Aim of the task:
If a line in the records below contains the word "Packed", return that line.

Stored data entries:
^^^^
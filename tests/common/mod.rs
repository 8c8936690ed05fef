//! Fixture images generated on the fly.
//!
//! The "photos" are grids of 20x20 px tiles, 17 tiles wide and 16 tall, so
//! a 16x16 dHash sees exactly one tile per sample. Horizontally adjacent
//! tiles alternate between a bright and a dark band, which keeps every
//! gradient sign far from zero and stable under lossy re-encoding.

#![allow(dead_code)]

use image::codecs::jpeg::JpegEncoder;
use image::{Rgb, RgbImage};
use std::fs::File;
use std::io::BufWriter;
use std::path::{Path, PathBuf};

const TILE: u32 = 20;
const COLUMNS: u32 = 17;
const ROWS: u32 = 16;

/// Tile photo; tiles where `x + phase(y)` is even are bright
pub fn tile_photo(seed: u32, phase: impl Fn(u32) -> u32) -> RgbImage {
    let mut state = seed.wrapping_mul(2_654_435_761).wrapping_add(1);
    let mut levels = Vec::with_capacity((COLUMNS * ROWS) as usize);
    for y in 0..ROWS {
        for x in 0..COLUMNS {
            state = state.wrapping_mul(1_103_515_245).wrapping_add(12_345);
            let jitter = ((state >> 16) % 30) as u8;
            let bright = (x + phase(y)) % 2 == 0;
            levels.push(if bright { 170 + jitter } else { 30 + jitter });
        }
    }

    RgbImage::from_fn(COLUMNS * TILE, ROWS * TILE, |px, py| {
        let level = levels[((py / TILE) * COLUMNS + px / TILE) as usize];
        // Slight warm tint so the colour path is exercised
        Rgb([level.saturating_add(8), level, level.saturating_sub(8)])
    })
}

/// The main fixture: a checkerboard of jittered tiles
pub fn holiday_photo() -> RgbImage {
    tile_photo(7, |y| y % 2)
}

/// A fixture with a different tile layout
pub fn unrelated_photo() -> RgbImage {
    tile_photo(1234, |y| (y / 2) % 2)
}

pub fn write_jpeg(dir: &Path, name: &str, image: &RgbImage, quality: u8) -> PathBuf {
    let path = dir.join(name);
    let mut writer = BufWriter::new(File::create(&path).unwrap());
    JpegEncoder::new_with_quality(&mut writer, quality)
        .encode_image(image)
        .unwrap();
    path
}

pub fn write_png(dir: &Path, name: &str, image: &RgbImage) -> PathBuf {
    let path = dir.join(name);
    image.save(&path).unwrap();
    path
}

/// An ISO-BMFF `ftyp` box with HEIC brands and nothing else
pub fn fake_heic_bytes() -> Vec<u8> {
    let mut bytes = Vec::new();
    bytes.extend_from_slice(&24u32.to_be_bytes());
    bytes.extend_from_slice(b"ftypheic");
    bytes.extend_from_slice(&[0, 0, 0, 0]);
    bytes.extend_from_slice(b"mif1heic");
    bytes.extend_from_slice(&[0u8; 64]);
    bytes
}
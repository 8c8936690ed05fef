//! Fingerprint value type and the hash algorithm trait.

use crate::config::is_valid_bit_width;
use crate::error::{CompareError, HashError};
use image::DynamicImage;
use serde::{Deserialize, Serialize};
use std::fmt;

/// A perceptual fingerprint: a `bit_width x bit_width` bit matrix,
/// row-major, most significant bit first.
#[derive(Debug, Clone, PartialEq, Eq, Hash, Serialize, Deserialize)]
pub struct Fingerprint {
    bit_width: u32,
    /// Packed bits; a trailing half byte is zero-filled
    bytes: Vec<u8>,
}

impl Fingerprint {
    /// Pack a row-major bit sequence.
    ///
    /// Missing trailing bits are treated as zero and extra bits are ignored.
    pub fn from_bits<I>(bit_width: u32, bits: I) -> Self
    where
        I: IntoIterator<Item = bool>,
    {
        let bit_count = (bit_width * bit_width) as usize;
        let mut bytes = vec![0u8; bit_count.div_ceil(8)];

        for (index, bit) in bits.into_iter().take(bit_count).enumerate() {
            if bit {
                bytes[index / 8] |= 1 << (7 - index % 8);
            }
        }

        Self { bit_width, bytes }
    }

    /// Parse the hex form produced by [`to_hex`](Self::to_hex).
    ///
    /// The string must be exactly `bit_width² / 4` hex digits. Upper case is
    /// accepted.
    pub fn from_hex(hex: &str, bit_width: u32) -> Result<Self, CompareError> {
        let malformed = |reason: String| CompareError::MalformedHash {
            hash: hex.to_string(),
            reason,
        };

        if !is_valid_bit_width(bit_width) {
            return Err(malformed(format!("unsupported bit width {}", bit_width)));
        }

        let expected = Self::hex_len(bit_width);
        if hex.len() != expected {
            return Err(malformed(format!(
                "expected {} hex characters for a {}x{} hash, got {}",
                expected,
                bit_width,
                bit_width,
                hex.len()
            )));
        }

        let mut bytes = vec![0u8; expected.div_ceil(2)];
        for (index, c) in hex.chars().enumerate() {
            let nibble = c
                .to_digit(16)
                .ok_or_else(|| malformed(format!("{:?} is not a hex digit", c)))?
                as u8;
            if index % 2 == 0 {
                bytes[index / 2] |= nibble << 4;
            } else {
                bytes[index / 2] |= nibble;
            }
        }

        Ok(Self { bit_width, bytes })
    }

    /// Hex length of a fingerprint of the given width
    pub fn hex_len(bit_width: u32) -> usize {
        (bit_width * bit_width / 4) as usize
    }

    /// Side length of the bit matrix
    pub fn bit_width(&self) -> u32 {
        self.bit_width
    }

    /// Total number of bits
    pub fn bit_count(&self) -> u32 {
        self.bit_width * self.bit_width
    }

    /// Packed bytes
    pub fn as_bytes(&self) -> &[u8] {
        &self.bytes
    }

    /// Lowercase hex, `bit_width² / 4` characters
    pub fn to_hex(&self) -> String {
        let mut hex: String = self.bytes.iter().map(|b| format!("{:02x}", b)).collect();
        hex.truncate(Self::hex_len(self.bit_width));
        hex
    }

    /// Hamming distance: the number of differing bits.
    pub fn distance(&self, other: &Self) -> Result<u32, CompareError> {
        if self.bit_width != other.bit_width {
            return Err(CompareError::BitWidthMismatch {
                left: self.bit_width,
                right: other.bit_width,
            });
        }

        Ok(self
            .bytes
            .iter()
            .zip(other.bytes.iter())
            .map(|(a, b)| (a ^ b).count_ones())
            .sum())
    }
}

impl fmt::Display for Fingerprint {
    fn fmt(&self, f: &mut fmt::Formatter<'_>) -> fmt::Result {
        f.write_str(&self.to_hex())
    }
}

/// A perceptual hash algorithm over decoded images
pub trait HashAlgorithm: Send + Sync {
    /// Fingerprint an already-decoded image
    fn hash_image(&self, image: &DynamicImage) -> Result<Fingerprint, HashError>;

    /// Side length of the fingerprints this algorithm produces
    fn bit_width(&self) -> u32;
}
^^^^
Finished exercise:
    /// Packed bits; a trailing half byte is zero-filled
    /// Packed bytes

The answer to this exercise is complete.